THE PROBLEM
A line belongs in the answer only if it contains the word "Some"; copy every such line from the listing below.

DATA SECTION START

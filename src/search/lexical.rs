//! Tantivy index over symbol names.
//!
//! Each symbol is one document. The fuzzy pass matches query sub-tokens
//! against the name's camelCase parts, both as prefixes and within a small
//! edit distance, and against signature and doc text. The exact pass matches
//! the whole lowercased name.

use anyhow::{Context, Result};
use async_trait::async_trait;
use std::path::{Path, PathBuf};
use std::sync::{Mutex, MutexGuard};
use tantivy::collector::TopDocs;
use tantivy::query::{BooleanQuery, BoostQuery, FuzzyTermQuery, Occur, Query, TermQuery};
use tantivy::schema::{Field, IndexRecordOption, Schema, Value as _, STORED, STRING, TEXT};
use tantivy::{doc, Index, IndexReader, IndexWriter, ReloadPolicy, TantivyDocument, Term};
use tracing::{debug, info, warn};

use super::scoring::camel_tokens;
use super::traits::{LexicalHit, LexicalIndex};
use crate::symbol::{Symbol, SymbolId, SymbolKind};

const WRITER_HEAP_BYTES: usize = 50_000_000;

const NAME_TERM_BOOST: f32 = 2.0;
const DOC_BOOST: f32 = 0.5;

const FIELD_ID: &str = "symbol_id";
const FIELD_NAME: &str = "name";
const FIELD_NAME_EXACT: &str = "name_exact";
const FIELD_NAME_TERMS: &str = "name_terms";
const FIELD_KIND: &str = "kind";
const FIELD_LANGUAGE: &str = "language";
const FIELD_FILE_PATH: &str = "file_path";
const FIELD_START_LINE: &str = "start_line";
const FIELD_END_LINE: &str = "end_line";
const FIELD_SIGNATURE: &str = "signature";
const FIELD_DOC: &str = "doc";

#[derive(Clone)]
struct SymbolSchema {
    schema: Schema,
    symbol_id: Field,
    name: Field,
    name_exact: Field,
    name_terms: Field,
    kind: Field,
    language: Field,
    file_path: Field,
    start_line: Field,
    end_line: Field,
    signature: Field,
    doc: Field,
}

impl SymbolSchema {
    fn new() -> Self {
        let mut builder = Schema::builder();

        let symbol_id = builder.add_text_field(FIELD_ID, STRING | STORED);
        let name = builder.add_text_field(FIELD_NAME, STORED);
        let name_exact = builder.add_text_field(FIELD_NAME_EXACT, STRING);
        let name_terms = builder.add_text_field(FIELD_NAME_TERMS, TEXT);
        let kind = builder.add_text_field(FIELD_KIND, STRING | STORED);
        let language = builder.add_text_field(FIELD_LANGUAGE, STRING | STORED);
        let file_path = builder.add_text_field(FIELD_FILE_PATH, STRING | STORED);
        let start_line = builder.add_u64_field(FIELD_START_LINE, STORED);
        let end_line = builder.add_u64_field(FIELD_END_LINE, STORED);
        let signature = builder.add_text_field(FIELD_SIGNATURE, TEXT | STORED);
        let doc = builder.add_text_field(FIELD_DOC, TEXT);

        Self {
            schema: builder.build(),
            symbol_id,
            name,
            name_exact,
            name_terms,
            kind,
            language,
            file_path,
            start_line,
            end_line,
            signature,
            doc,
        }
    }
}

/// Lexical symbol index backed by tantivy, in RAM or on disk.
pub struct TantivySymbolIndex {
    schema: SymbolSchema,
    writer: Mutex<IndexWriter>,
    reader: IndexReader,
    location: Option<PathBuf>,
}

impl TantivySymbolIndex {
    /// Create or open an index in the given directory.
    pub fn open(path: &Path) -> Result<Self> {
        let schema = SymbolSchema::new();

        let index = if path.exists() {
            info!("Opening existing lexical index at {:?}", path);
            Index::open_in_dir(path)
                .with_context(|| format!("Failed to open lexical index at {:?}", path))?
        } else {
            info!("Creating new lexical index at {:?}", path);
            std::fs::create_dir_all(path)
                .with_context(|| format!("Failed to create lexical index directory {:?}", path))?;
            Index::create_in_dir(path, schema.schema.clone())
                .with_context(|| format!("Failed to create lexical index at {:?}", path))?
        };

        Self::from_index(index, schema, Some(path.to_path_buf()))
    }

    /// Index that lives only as long as the value
    pub fn in_memory() -> Result<Self> {
        let schema = SymbolSchema::new();
        let index = Index::create_in_ram(schema.schema.clone());
        Self::from_index(index, schema, None)
    }

    fn from_index(index: Index, schema: SymbolSchema, location: Option<PathBuf>) -> Result<Self> {
        // A single indexing thread keeps document order stable between runs
        let writer = index
            .writer_with_num_threads(1, WRITER_HEAP_BYTES)
            .context("Failed to create index writer")?;

        let reader = index
            .reader_builder()
            .reload_policy(ReloadPolicy::Manual)
            .try_into()
            .context("Failed to create index reader")?;

        Ok(Self {
            schema,
            writer: Mutex::new(writer),
            reader,
            location,
        })
    }

    fn writer(&self) -> MutexGuard<'_, IndexWriter> {
        self.writer.lock().unwrap_or_else(|poisoned| poisoned.into_inner())
    }

    pub fn location(&self) -> Option<&Path> {
        self.location.as_deref()
    }

    /// Number of committed symbol documents
    pub fn num_docs(&self) -> u64 {
        self.reader.searcher().num_docs()
    }

    pub fn clear(&self) -> Result<()> {
        self.writer().delete_all_documents()?;
        self.commit_sync()?;
        info!("Lexical index cleared");
        Ok(())
    }

    fn commit_sync(&self) -> Result<()> {
        self.writer()
            .commit()
            .context("Failed to commit lexical index changes")?;
        self.reader
            .reload()
            .context("Failed to reload lexical index reader")?;
        debug!("Lexical index committed");
        Ok(())
    }

    fn replace_file_sync(&self, file_path: &str, symbols: &[Symbol]) -> Result<()> {
        let writer = self.writer();
        writer.delete_term(Term::from_field_text(self.schema.file_path, file_path));

        for symbol in symbols {
            let name_terms = format!("{} {}", symbol.name, camel_tokens(&symbol.name).join(" "));
            writer.add_document(doc!(
                self.schema.symbol_id => symbol.id.as_str(),
                self.schema.name => symbol.name.as_str(),
                self.schema.name_exact => symbol.name.to_lowercase(),
                self.schema.name_terms => name_terms,
                self.schema.kind => symbol.kind.as_str(),
                self.schema.language => symbol.language.as_str(),
                self.schema.file_path => file_path,
                self.schema.start_line => symbol.start_line as u64,
                self.schema.end_line => symbol.end_line as u64,
                self.schema.signature => symbol.signature.as_deref().unwrap_or(""),
                self.schema.doc => symbol.doc_comment.as_deref().unwrap_or(""),
            ))?;
        }

        debug!(file = file_path, symbols = symbols.len(), "Staged lexical documents");
        Ok(())
    }

    fn fuzzy_query(&self, query: &str) -> Option<BooleanQuery> {
        let tokens = query_tokens(query);
        if tokens.is_empty() {
            return None;
        }

        let mut clauses: Vec<(Occur, Box<dyn Query>)> = Vec::new();
        for token in &tokens {
            let name_term = Term::from_field_text(self.schema.name_terms, token);
            clauses.push((
                Occur::Should,
                Box::new(BoostQuery::new(
                    Box::new(TermQuery::new(name_term.clone(), IndexRecordOption::WithFreqs)),
                    NAME_TERM_BOOST,
                )),
            ));
            if token.chars().count() >= 3 {
                clauses.push((
                    Occur::Should,
                    Box::new(FuzzyTermQuery::new(name_term.clone(), edit_distance(token), true)),
                ));
                clauses.push((
                    Occur::Should,
                    Box::new(FuzzyTermQuery::new_prefix(name_term, 0, true)),
                ));
            }
            clauses.push((
                Occur::Should,
                Box::new(TermQuery::new(
                    Term::from_field_text(self.schema.signature, token),
                    IndexRecordOption::WithFreqs,
                )),
            ));
            clauses.push((
                Occur::Should,
                Box::new(BoostQuery::new(
                    Box::new(TermQuery::new(
                        Term::from_field_text(self.schema.doc, token),
                        IndexRecordOption::WithFreqs,
                    )),
                    DOC_BOOST,
                )),
            ));
        }
        Some(BooleanQuery::new(clauses))
    }

    fn run(&self, query: &dyn Query, limit: usize) -> Result<Vec<LexicalHit>> {
        if limit == 0 {
            return Ok(Vec::new());
        }
        let searcher = self.reader.searcher();
        let top_docs = searcher
            .search(query, &TopDocs::with_limit(limit))
            .context("Failed to execute lexical search")?;

        let mut hits = Vec::with_capacity(top_docs.len());
        for (score, address) in top_docs {
            let document: TantivyDocument = searcher
                .doc(address)
                .context("Failed to retrieve symbol document")?;
            match self.to_hit(&document, score) {
                Some(hit) => hits.push(hit),
                None => warn!("Skipping malformed symbol document at {:?}", address),
            }
        }
        Ok(hits)
    }

    fn to_hit(&self, document: &TantivyDocument, score: f32) -> Option<LexicalHit> {
        let text = |field: Field| document.get_first(field).and_then(|v| v.as_str());
        let number = |field: Field| {
            document
                .get_first(field)
                .and_then(|v| v.as_u64())
                .unwrap_or(0) as usize
        };

        Some(LexicalHit {
            symbol_id: SymbolId::from_raw(text(self.schema.symbol_id)?),
            name: text(self.schema.name)?.to_string(),
            kind: SymbolKind::parse(text(self.schema.kind)?)?,
            language: text(self.schema.language).unwrap_or_default().to_string(),
            file_path: text(self.schema.file_path)?.to_string(),
            start_line: number(self.schema.start_line),
            end_line: number(self.schema.end_line),
            signature: text(self.schema.signature)
                .filter(|s| !s.is_empty())
                .map(str::to_string),
            score,
        })
    }
}

/// Lowercase query words plus their camelCase parts, deduplicated in order
fn query_tokens(query: &str) -> Vec<String> {
    let mut tokens: Vec<String> = Vec::new();
    for word in query.split(|c: char| !c.is_alphanumeric()) {
        if word.is_empty() {
            continue;
        }
        let whole = word.to_lowercase();
        for token in std::iter::once(whole).chain(camel_tokens(word)) {
            if !tokens.contains(&token) {
                tokens.push(token);
            }
        }
    }
    tokens
}

fn edit_distance(token: &str) -> u8 {
    match token.chars().count() {
        0..=3 => 0,
        4..=6 => 1,
        _ => 2,
    }
}

#[async_trait]
impl LexicalIndex for TantivySymbolIndex {
    async fn search_fuzzy(&self, query: &str, limit: usize) -> Result<Vec<LexicalHit>> {
        let start = std::time::Instant::now();
        let Some(parsed) = self.fuzzy_query(query) else {
            return Ok(Vec::new());
        };
        let hits = self.run(&parsed, limit)?;
        debug!(
            search_type = "fuzzy",
            query = query,
            results = hits.len(),
            elapsed_ms = start.elapsed().as_millis() as u64,
            "Lexical search completed"
        );
        Ok(hits)
    }

    async fn search_exact(&self, query: &str, limit: usize) -> Result<Vec<LexicalHit>> {
        let normalized = query.trim().to_lowercase();
        if normalized.is_empty() {
            return Ok(Vec::new());
        }
        let term = Term::from_field_text(self.schema.name_exact, &normalized);
        self.run(&TermQuery::new(term, IndexRecordOption::Basic), limit)
    }

    async fn replace_file(&self, file_path: &str, symbols: &[Symbol]) -> Result<()> {
        self.replace_file_sync(file_path, symbols)
    }

    async fn commit(&self) -> Result<()> {
        self.commit_sync()
    }

    fn index_type(&self) -> &'static str {
        "tantivy"
    }
}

DATA SECTION END

RESULT OF THE EXERCISE
        Self::from_index(index, schema, Some(path.to_path_buf()))
        Some(BooleanQuery::new(clauses))
                Some(hit) => hits.push(hit),
        Some(LexicalHit {
        let Some(parsed) = self.fuzzy_query(query) else {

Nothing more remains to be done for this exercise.